WHAT THE TASK ASKS - When a line in the entries below contains the word "into", copy that line.

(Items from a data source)
########
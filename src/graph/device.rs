//! Output-device backend: a [`Graph`] rendered from a cpal stream.

use std::sync::{Arc, Mutex, MutexGuard};

use cpal::traits::{DeviceTrait, HostTrait, StreamTrait};
#[cfg(feature = "rtrb")]
use rtrb::Producer;
use tracing::{error, info};

use crate::{
    dsp::{envelope::EnvelopeProgram, oscillator::Waveform},
    error::{Error, Result},
    graph::{
        backend::{AudioBackend, Destination, NodeId},
        offline::Graph,
    },
    MAX_BLOCK_SIZE,
};

/// Plays the synthesis graph on the host's default output device.
///
/// Nothing touches the device until [`AudioBackend::initialize`]: hosts that
/// forbid sound before a user gesture are satisfied by initializing on the
/// first interaction.
pub struct CpalBackend {
    graph: Arc<Mutex<Graph>>,
    stream: Option<cpal::Stream>,
    /// Shared with the stream callback so a failed open leaves it in place.
    #[cfg(feature = "rtrb")]
    meter: Arc<Mutex<Option<Producer<f32>>>>,
}

impl CpalBackend {
    /// `fallback_sample_rate` is used for the clock until the device reports its own.
    pub fn new(fallback_sample_rate: f32) -> Self {
        Self {
            graph: Arc::new(Mutex::new(Graph::new(fallback_sample_rate))),
            stream: None,
            #[cfg(feature = "rtrb")]
            meter: Arc::new(Mutex::new(None)),
        }
    }

    /// Push the peak of every rendered block into `meter` (dropped when full).
    #[cfg(feature = "rtrb")]
    pub fn with_meter(self, meter: Producer<f32>) -> Self {
        if let Ok(mut slot) = self.meter.lock() {
            *slot = Some(meter);
        }
        self
    }

    #[cfg(all(test, feature = "rtrb"))]
    fn has_meter(&self) -> bool {
        self.meter.lock().map(|m| m.is_some()).unwrap_or(false)
    }

    fn graph(&self) -> Result<MutexGuard<'_, Graph>> {
        self.graph
            .lock()
            .map_err(|_| Error::Stream("audio thread poisoned the graph lock".into()))
    }

    fn open_stream(&mut self) -> Result<cpal::Stream> {
        let host = cpal::default_host();
        let device = host
            .default_output_device()
            .ok_or_else(|| Error::BackendUnavailable("no default output device available".into()))?;
        let config = device
            .default_output_config()
            .map_err(|e| Error::BackendUnavailable(format!("failed to fetch output config: {e}")))?;

        let sample_rate = config.sample_rate().0 as f32;
        let channels = config.channels() as usize;
        self.graph()?.set_sample_rate(sample_rate);
        info!(
            device = %device.name().unwrap_or_default(),
            sample_rate, channels, "opening output stream"
        );

        let graph = Arc::clone(&self.graph);
        let mut render_buf = vec![0.0f32; MAX_BLOCK_SIZE];
        #[cfg(feature = "rtrb")]
        let meter = Arc::clone(&self.meter);

        let stream = device
            .build_output_stream(
                &config.into(),
                move |data: &mut [f32], _| {
                    let Ok(mut graph) = graph.lock() else {
                        data.fill(0.0);
                        return;
                    };
                    #[cfg(feature = "rtrb")]
                    let mut meter = meter.try_lock().ok();
                    let total_frames = data.len() / channels;
                    let mut frames_written = 0;

                    while frames_written < total_frames {
                        let frames_to_render = (total_frames - frames_written).min(MAX_BLOCK_SIZE);
                        let block = &mut render_buf[..frames_to_render];
                        graph.render_block(block);

                        // Duplicate mono to all channels
                        let out_off = frames_written * channels;
                        for (i, &s) in block.iter().enumerate() {
                            for ch in 0..channels {
                                data[out_off + i * channels + ch] = s;
                            }
                        }

                        #[cfg(feature = "rtrb")]
                        if let Some(meter) = meter.as_mut().and_then(|slot| slot.as_mut()) {
                            let peak = block.iter().fold(0.0f32, |acc, &x| acc.max(x.abs()));
                            let _ = meter.push(peak);
                        }

                        frames_written += frames_to_render;
                    }
                },
                move |err| error!("output stream error: {err}"),
                None,
            )
            .map_err(|e| Error::Stream(format!("failed to build output stream: {e}")))?;

        stream
            .play()
            .map_err(|e| Error::Stream(format!("failed to start output stream: {e}")))?;
        Ok(stream)
    }
}

impl AudioBackend for CpalBackend {
    fn initialize(&mut self, master_gain: f32) -> Result<()> {
        if self.stream.is_some() {
            return Ok(());
        }
        let stream = self.open_stream()?;
        self.graph()?.initialize(master_gain)?;
        self.stream = Some(stream);
        Ok(())
    }

    fn is_initialized(&self) -> bool {
        self.stream.is_some()
    }

    fn current_time(&self) -> f64 {
        self.graph().map(|g| g.current_time()).unwrap_or(0.0)
    }

    fn set_master_gain(&mut self, gain: f32) {
        if let Ok(mut graph) = self.graph() {
            graph.set_master_gain(gain);
        }
    }

    fn create_oscillator(&mut self, waveform: Waveform, frequency: f64) -> Result<NodeId> {
        self.graph()?.create_oscillator(waveform, frequency)
    }

    fn create_gain(&mut self) -> Result<NodeId> {
        self.graph()?.create_gain()
    }

    fn connect(&mut self, node: NodeId, destination: Destination) -> Result<()> {
        self.graph()?.connect(node, destination)
    }

    fn schedule_envelope(
        &mut self,
        gain: NodeId,
        program: &EnvelopeProgram,
        start: f64,
    ) -> Result<()> {
        self.graph()?.schedule_envelope(gain, program, start)
    }

    fn start(&mut self, oscillator: NodeId, at: f64) -> Result<()> {
        self.graph()?.start(oscillator, at)
    }

    fn stop(&mut self, oscillator: NodeId, at: f64) -> Result<()> {
        self.graph()?.stop(oscillator, at)
    }

    fn release(&mut self, node: NodeId) -> Result<()> {
        self.graph()?.release(node)
    }
}

#[cfg(all(test, feature = "rtrb"))]
mod tests {
    use rtrb::RingBuffer;

    use super::*;

    #[test]
    fn meter_survives_a_failed_initialize() {
        let (tx, _rx) = RingBuffer::<f32>::new(8);
        let mut backend = CpalBackend::new(48_000.0).with_meter(tx);
        assert!(backend.has_meter());

        // Fails on machines without an output device. The retry must still
        // find the meter attached.
        if backend.initialize(0.5).is_err() {
            assert!(!backend.is_initialized());
        }
        assert!(backend.has_meter());
    }
}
########
OUTPUT OF THE EXERCISE -
    /// Push the peak of every rendered block into `meter` (dropped when full).
            .map_err(|_| Error::Stream("audio thread poisoned the graph lock".into()))
            .ok_or_else(|| Error::BackendUnavailable("no default output device available".into()))?;
                &config.into(),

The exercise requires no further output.